Dennoch trug das ständige Taktieren der Sofioter Verantwortlichen, hauptsächlich geschuldet der prekären geografischen Lage Bulgariens, nach dem Krieg mit dazu bei, dass das offizielle Geschichtsbild der 1947 gegründeten Volksrepublik stark geprägt wurde von den Geschichten des inneren Widerstands gegen den Faschismus. Nicht zuletzt zur Legitimation der neuen Herrscher entstanden jene Partisanenmythen, wie sie der 1966 in Sofia geborene Alek Popov wahrscheinlich zuhauf hören und lesen musste, als er in einem Staat groß wurde, der zu den wirtschaftlich rückständigsten und politisch repressivsten des Warschauer Paktes gehörte.

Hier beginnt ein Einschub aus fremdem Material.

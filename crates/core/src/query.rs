//! Endpoint URL construction for the HubSpot content API

use crate::options::Filters;

/// Public HubSpot API host
pub const DEFAULT_API_BASE: &str = "https://api.hubapi.com";

/// Upper bound on topics requested in the single topic-list call
pub const TOPIC_LIMIT: usize = 1000;

const POSTS_PATH: &str = "/content/api/v2/blog-posts";
const TOPICS_PATH: &str = "/blogs/v3/topics";
const KEY_PARAM: &str = "hapikey=";

/// Serialize filters into a query string (without the leading `?` or `&`).
///
/// Keys come out sorted. Arrays expand into one `name=value` pair per
/// element, `null` renders the bare name, and nested objects are sent as
/// their JSON text.
pub fn stringify_filters(filters: &Filters) -> String {
    let mut pairs = Vec::new();

    for (name, value) in filters {
        let name = urlencoding::encode(name);
        match value {
            serde_json::Value::Array(values) => {
                for value in values {
                    pairs.push(render_pair(&name, value));
                }
            }
            value => pairs.push(render_pair(&name, value)),
        }
    }

    pairs.join("&")
}

fn render_pair(name: &str, value: &serde_json::Value) -> String {
    match value {
        serde_json::Value::Null => name.to_string(),
        serde_json::Value::String(s) => format!("{name}={}", urlencoding::encode(s)),
        other => format!("{name}={}", urlencoding::encode(&other.to_string())),
    }
}

/// Build the post-list endpoint for `key`, appending `filters` when present.
pub fn posts_url(base: &str, key: &str, filters: &Filters) -> String {
    let base = base.trim_end_matches('/');
    let query = stringify_filters(filters);

    if query.is_empty() {
        format!("{base}{POSTS_PATH}?hapikey={}", urlencoding::encode(key))
    } else {
        format!(
            "{base}{POSTS_PATH}?hapikey={}&{query}",
            urlencoding::encode(key)
        )
    }
}

/// Build the topic-list endpoint for `key`, capped at [`TOPIC_LIMIT`].
pub fn topics_url(base: &str, key: &str) -> String {
    format!(
        "{}{TOPICS_PATH}?hapikey={}&limit={TOPIC_LIMIT}",
        base.trim_end_matches('/'),
        urlencoding::encode(key)
    )
}

/// Hide the API key in a URL before it is logged or printed.
///
/// Only the value of the `hapikey` query parameter is replaced; the rest of
/// the URL is returned untouched.
pub fn redact_key(url: &str) -> String {
    let Some((head, query)) = url.split_once('?') else {
        return url.to_string();
    };

    let query = query
        .split('&')
        .map(|pair| {
            if pair.starts_with(KEY_PARAM) {
                format!("{KEY_PARAM}***")
            } else {
                pair.to_string()
            }
        })
        .collect::<Vec<_>>()
        .join("&");

    format!("{head}?{query}")
}

#[cfg(test)]
mod tests {
    use super::*;
    use serde_json::json;

    fn filters(pairs: &[(&str, serde_json::Value)]) -> Filters {
        pairs
            .iter()
            .map(|(k, v)| (k.to_string(), v.clone()))
            .collect()
    }

    #[test]
    fn test_posts_url_without_filters() {
        let url = posts_url(DEFAULT_API_BASE, "abc123", &Filters::new());
        assert_eq!(
            url,
            "https://api.hubapi.com/content/api/v2/blog-posts?hapikey=abc123"
        );
        assert!(!url.contains('&'));
    }

    #[test]
    fn test_posts_url_with_filters() {
        let url = posts_url(
            DEFAULT_API_BASE,
            "abc123",
            &filters(&[("state", json!("PUBLISHED")), ("limit", json!(20))]),
        );
        assert_eq!(
            url,
            "https://api.hubapi.com/content/api/v2/blog-posts?hapikey=abc123&limit=20&state=PUBLISHED"
        );
    }

    #[test]
    fn test_posts_url_filters_follow_key() {
        let url = posts_url(
            "http://localhost:8080/",
            "k",
            &filters(&[("content_group_id", json!(42))]),
        );
        let key_pos = url.find("hapikey=k").unwrap();
        let filter_pos = url.find("content_group_id=42").unwrap();
        assert!(key_pos < filter_pos);
        assert!(url.starts_with("http://localhost:8080/content/api/v2/blog-posts?"));
    }

    #[test]
    fn test_topics_url() {
        assert_eq!(
            topics_url(DEFAULT_API_BASE, "abc123"),
            "https://api.hubapi.com/blogs/v3/topics?hapikey=abc123&limit=1000"
        );
    }

    #[test]
    fn test_stringify_filters_encoding() {
        let query = stringify_filters(&filters(&[("name", json!("hello world & more"))]));
        assert_eq!(query, "name=hello%20world%20%26%20more");
    }

    #[test]
    fn test_stringify_filters_arrays_and_null() {
        let query = stringify_filters(&filters(&[
            ("topic_id", json!([1, 2])),
            ("archived", json!(null)),
            ("draft", json!(false)),
        ]));
        assert_eq!(query, "archived&draft=false&topic_id=1&topic_id=2");
    }

    #[test]
    fn test_stringify_filters_empty() {
        assert_eq!(stringify_filters(&Filters::new()), "");
    }

    #[test]
    fn test_redact_key() {
        let url = topics_url(DEFAULT_API_BASE, "secret");
        let redacted = redact_key(&url);
        assert!(!redacted.contains("secret"));
        assert_eq!(
            redacted,
            "https://api.hubapi.com/blogs/v3/topics?hapikey=***&limit=1000"
        );
    }

    #[test]
    fn test_redact_key_leaves_host_and_filters_alone() {
        let url = posts_url(
            DEFAULT_API_BASE,
            "api",
            &filters(&[("slug", json!("api-design"))]),
        );
        assert_eq!(
            redact_key(&url),
            "https://api.hubapi.com/content/api/v2/blog-posts?hapikey=***&slug=api-design"
        );
    }

    #[test]
    fn test_redact_key_without_query() {
        assert_eq!(
            redact_key("https://api.hubapi.com/blogs/v3/topics"),
            "https://api.hubapi.com/blogs/v3/topics"
        );
    }
}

All diesen Legenden hat Popov nun in seinem dritten Roman Schneeweißchen und Partisanenrot die absurde Geschichte zweier Sofioter Gymnasiastinnen zugesellt, die sich einer Partisaneneinheit anschließen, um ihren Teil zur Befreiung des Vaterlandes vom Faschismus beizutragen. Das Buch, ganz im Stile jener Sagas verfasst, die es durch sein maßloses Übertreiben persifliert, verspricht, seinen Lesern die Geschichte einer jener Heldinnen aus dunklen Zeiten zu erzählen, die das sozialistische Bulgarien später dadurch ehrte, dass es Straßen nach ihnen benannte. Allerdings hat man sich mit Jara Palaveeva just die Falsche als Patin für die kleine Gasse inmitten Sofias ausgesucht, wie sich am Ende herausstellt. Denn anders als ihre Zwillingsschwester Kara, die nach dem Krieg im bulgarischen Geheimdienst Karriere macht, hat Jara ihrer Heimat da längst den Rücken gekehrt und lebt als Ehefrau eines britischen Agenten mitten unter den „Klassenfeinden“ in London.
Doch zurück in die Vierziger. In der kleinen Widerstandsgruppe, die der in Moskau für den illegalen Kampf ausgebildete Medved mit strenger Hand führt, sind die Palaveev-Zwillinge, die sich als Partisaninnen Monika und Gabriela nennen, zunächst schlichtweg unwillkommen. Hier braucht es Kämpfer wie den „Nagel“ – dessen nome de guerre sich ableitet vom „Sargnagel des Kapitalismus“ – oder den „Gräber“, wie man den „Totengräber“ des alten Systems der Einfachheit halber ruft. Hinzu kommen die Politkommissarin Extra Nina – eine Doppelagentin, wie sich später herausstellt –, der abergläubische Pope Tichon und ein gutes Dutzend weiterer Idealisten.
Rund um dieses Häuflein Aufrechter hat Popov eine Geschichte gesponnen, die so verrückt wie entlarvend ist. Denn während man gegen die gut ausgerüsteten Truppen, die die faschistischen Machthaber in Sofia zur Bekämpfung der Partisanen in die Wälder schicken, praktisch machtlos ist, hält man dennoch an den Ritualen fest, die der Überzeugung des im Mutterland des Kommunismus geschulten Kommandeurs nach dem Leben in der Illegalität feste Konturen geben. Politische Schulungen sind deshalb genauso wichtig wie militärische Ertüchtigungsübungen, selbst wenn Letztere wegen eklatanter Ausrüstungsmängel das Kampfniveau der Truppe kaum zu heben vermögen.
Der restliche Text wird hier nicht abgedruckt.